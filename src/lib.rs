//! Grid-based cellular automata.
//!
//! An [`Automaton`](simulation::Automaton) ties a per-state rule table to a
//! colouring. Stepping evaluates every cell in parallel against the previous
//! grid, and a [`Canvas`](simulation::Canvas) paints the result into a flat
//! RGBA buffer.
//!
//! ```
//! use cellular_automata::models::conways;
//! use cellular_automata::simulation::{Canvas, Grid};
//!
//! let life = conways().unwrap();
//! let grid = Grid::from_columns(vec![vec![1, 0], vec![0, 1]]).unwrap();
//! let next = life.step(&grid);
//! assert_eq!(next, Grid::from_columns(vec![vec![0, 0], vec![0, 0]]).unwrap());
//!
//! let canvas = Canvas::new(2, 2, 8, 8).unwrap();
//! assert_eq!(life.paint(&next, &canvas).len(), 4 * 8 * 8);
//! ```

pub mod config;
pub mod error;
pub mod models;
pub mod simulation;

pub use error::ConfigError;
//! Aggregation cache
//!
//! Memoizes expensive day-bucketed aggregation queries keyed by
//! (metric, unit, window start, window end). Lookups are exact-match only:
//! all four key components must match, with no partial-window reuse.
//! Thread-safe via Tokio's async RwLock for concurrent access.

use crate::types::MetricKind;
use chrono::NaiveDate;
use serde::{Deserialize, Serialize};
use std::collections::HashMap;
use std::sync::atomic::{AtomicU64, Ordering};
use std::sync::Arc;
use tokio::sync::RwLock;

/// Per-day numeric values for one metric over one window
pub type DayValueMap = HashMap<NaiveDate, f64>;

/// Cache key: every component must match exactly for a hit
#[derive(Debug, Clone, PartialEq, Eq, Hash)]
struct CacheKey {
    metric: MetricKind,
    unit: String,
    start: NaiveDate,
    end: NaiveDate,
}

/// Counters describing cache effectiveness
#[derive(Debug, Clone, Copy, Default, Serialize, Deserialize)]
pub struct CacheStats {
    pub entries: usize,
    pub hits: u64,
    pub misses: u64,
}

/// In-memory cache for per-day metric rollups.
///
/// Explicitly owned by the service that uses it; cloning shares the same
/// underlying store. Unbounded for the process lifetime; callers needing
/// isolation (tests) use [`AggregationCache::clear`].
#[derive(Debug, Clone, Default)]
pub struct AggregationCache {
    entries: Arc<RwLock<HashMap<CacheKey, Arc<DayValueMap>>>>,
    hits: Arc<AtomicU64>,
    misses: Arc<AtomicU64>,
}

impl AggregationCache {
    pub fn new() -> Self {
        Self::default()
    }

    /// Look up a previously stored window. Exact-match only.
    pub async fn lookup(
        &self,
        metric: MetricKind,
        unit: &str,
        start: NaiveDate,
        end: NaiveDate,
    ) -> Option<Arc<DayValueMap>> {
        let key = CacheKey {
            metric,
            unit: unit.to_string(),
            start,
            end,
        };
        let found = self.entries.read().await.get(&key).cloned();
        match &found {
            Some(_) => {
                self.hits.fetch_add(1, Ordering::Relaxed);
                tracing::debug!(metric = %metric, %start, %end, "cache hit");
            }
            None => {
                self.misses.fetch_add(1, Ordering::Relaxed);
                tracing::debug!(metric = %metric, %start, %end, "cache miss");
            }
        }
        found
    }

    /// Store a window's per-day values, overwriting any entry for the key.
    pub async fn store(
        &self,
        metric: MetricKind,
        unit: &str,
        start: NaiveDate,
        end: NaiveDate,
        values: DayValueMap,
    ) {
        let key = CacheKey {
            metric,
            unit: unit.to_string(),
            start,
            end,
        };
        self.entries.write().await.insert(key, Arc::new(values));
    }

    /// Drop every cached window. Intended for test isolation.
    pub async fn clear(&self) {
        self.entries.write().await.clear();
    }

    /// Drop every cached window for one metric, returning how many were
    /// removed. Freshness hook for new-data notifications; correctness never
    /// depends on it.
    pub async fn invalidate_metric(&self, metric: MetricKind) -> usize {
        let mut entries = self.entries.write().await;
        let before = entries.len();
        entries.retain(|key, _| key.metric != metric);
        let removed = before - entries.len();
        if removed > 0 {
            tracing::debug!(metric = %metric, removed, "invalidated cached windows");
        }
        removed
    }

    pub async fn stats(&self) -> CacheStats {
        CacheStats {
            entries: self.entries.read().await.len(),
            hits: self.hits.load(Ordering::Relaxed),
            misses: self.misses.load(Ordering::Relaxed),
        }
    }
}

#[cfg(test)]
mod tests {
    use super::*;
    use pretty_assertions::assert_eq;

    fn date(y: i32, m: u32, d: u32) -> NaiveDate {
        NaiveDate::from_ymd_opt(y, m, d).unwrap()
    }

    fn sample_window() -> DayValueMap {
        let mut values = DayValueMap::new();
        values.insert(date(2024, 1, 15), 62.0);
        values.insert(date(2024, 1, 16), 64.5);
        values
    }

    #[tokio::test]
    async fn test_store_then_lookup() {
        let cache = AggregationCache::new();
        let (start, end) = (date(2024, 1, 15), date(2024, 1, 16));

        assert!(cache
            .lookup(MetricKind::HeartRate, "count/min", start, end)
            .await
            .is_none());

        cache
            .store(MetricKind::HeartRate, "count/min", start, end, sample_window())
            .await;

        let found = cache
            .lookup(MetricKind::HeartRate, "count/min", start, end)
            .await
            .expect("stored window should be found");
        assert_eq!(found.get(&date(2024, 1, 15)), Some(&62.0));

        let stats = cache.stats().await;
        assert_eq!(stats.entries, 1);
        assert_eq!(stats.hits, 1);
        assert_eq!(stats.misses, 1);
    }

    #[tokio::test]
    async fn test_exact_match_only() {
        let cache = AggregationCache::new();
        let (start, end) = (date(2024, 1, 15), date(2024, 1, 20));
        cache
            .store(MetricKind::StepCount, "count", start, end, sample_window())
            .await;

        // Different window, unit, or metric must all miss
        assert!(cache
            .lookup(MetricKind::StepCount, "count", start, date(2024, 1, 19))
            .await
            .is_none());
        assert!(cache
            .lookup(MetricKind::StepCount, "min", start, end)
            .await
            .is_none());
        assert!(cache
            .lookup(MetricKind::ExerciseMinutes, "count", start, end)
            .await
            .is_none());
    }

    #[tokio::test]
    async fn test_store_overwrites() {
        let cache = AggregationCache::new();
        let (start, end) = (date(2024, 1, 15), date(2024, 1, 15));

        let mut first = DayValueMap::new();
        first.insert(date(2024, 1, 15), 100.0);
        cache
            .store(MetricKind::StepCount, "count", start, end, first)
            .await;

        let mut second = DayValueMap::new();
        second.insert(date(2024, 1, 15), 250.0);
        cache
            .store(MetricKind::StepCount, "count", start, end, second)
            .await;

        let found = cache
            .lookup(MetricKind::StepCount, "count", start, end)
            .await
            .unwrap();
        assert_eq!(found.get(&date(2024, 1, 15)), Some(&250.0));
        assert_eq!(cache.stats().await.entries, 1);
    }

    #[tokio::test]
    async fn test_clear_and_invalidate_metric() {
        let cache = AggregationCache::new();
        let (start, end) = (date(2024, 1, 1), date(2024, 1, 7));
        cache
            .store(MetricKind::HeartRate, "count/min", start, end, sample_window())
            .await;
        cache
            .store(MetricKind::StepCount, "count", start, end, sample_window())
            .await;
        cache
            .store(
                MetricKind::HeartRate,
                "count/min",
                start,
                date(2024, 1, 14),
                sample_window(),
            )
            .await;

        let removed = cache.invalidate_metric(MetricKind::HeartRate).await;
        assert_eq!(removed, 2);
        assert!(cache
            .lookup(MetricKind::StepCount, "count", start, end)
            .await
            .is_some());

        cache.clear().await;
        assert_eq!(cache.stats().await.entries, 0);
    }

    #[tokio::test(flavor = "multi_thread", worker_threads = 4)]
    async fn test_concurrent_distinct_keys_never_lost() {
        let cache = AggregationCache::new();
        let mut handles = Vec::new();

        // N concurrent stores on N distinct keys
        for i in 0..64u32 {
            let cache = cache.clone();
            handles.push(tokio::spawn(async move {
                let day = date(2024, 1, 1) + chrono::Duration::days(i64::from(i));
                let mut values = DayValueMap::new();
                values.insert(day, f64::from(i));
                cache
                    .store(MetricKind::StepCount, "count", day, day, values)
                    .await;
            }));
        }
        for handle in handles {
            handle.await.unwrap();
        }

        // Every entry is present and matches what was stored
        for i in 0..64u32 {
            let day = date(2024, 1, 1) + chrono::Duration::days(i64::from(i));
            let found = cache
                .lookup(MetricKind::StepCount, "count", day, day)
                .await
                .expect("entry lost under concurrent stores");
            assert_eq!(found.get(&day), Some(&f64::from(i)));
        }
        assert_eq!(cache.stats().await.entries, 64);
    }
}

- [PROMPT]: Beginning at the top of the data, extract each line through the line containing "queries keyed by" and return those lines exactly, with nothing added.

- [OUTPUT FOR THIS TASK]:
filename src/lib.rs
//! Grid-based cellular automata.
//!
//! An [`Automaton`](simulation::Automaton) ties a per-state rule table to a
//! colouring. Stepping evaluates every cell in parallel against the previous
//! grid, and a [`Canvas`](simulation::Canvas) paints the result into a flat
//! RGBA buffer.
//!
//! ```
//! use cellular_automata::models::conways;
//! use cellular_automata::simulation::{Canvas, Grid};
//!
//! let life = conways().unwrap();
//! let grid = Grid::from_columns(vec![vec![1, 0], vec![0, 1]]).unwrap();
//! let next = life.step(&grid);
//! assert_eq!(next, Grid::from_columns(vec![vec![0, 0], vec![0, 0]]).unwrap());
//!
//! let canvas = Canvas::new(2, 2, 8, 8).unwrap();
//! assert_eq!(life.paint(&next, &canvas).len(), 4 * 8 * 8);
//! ```

pub mod config;
pub mod error;
pub mod models;
pub mod simulation;

pub use error::ConfigError;
//! Aggregation cache
//!
//! Memoizes expensive day-bucketed aggregation queries keyed by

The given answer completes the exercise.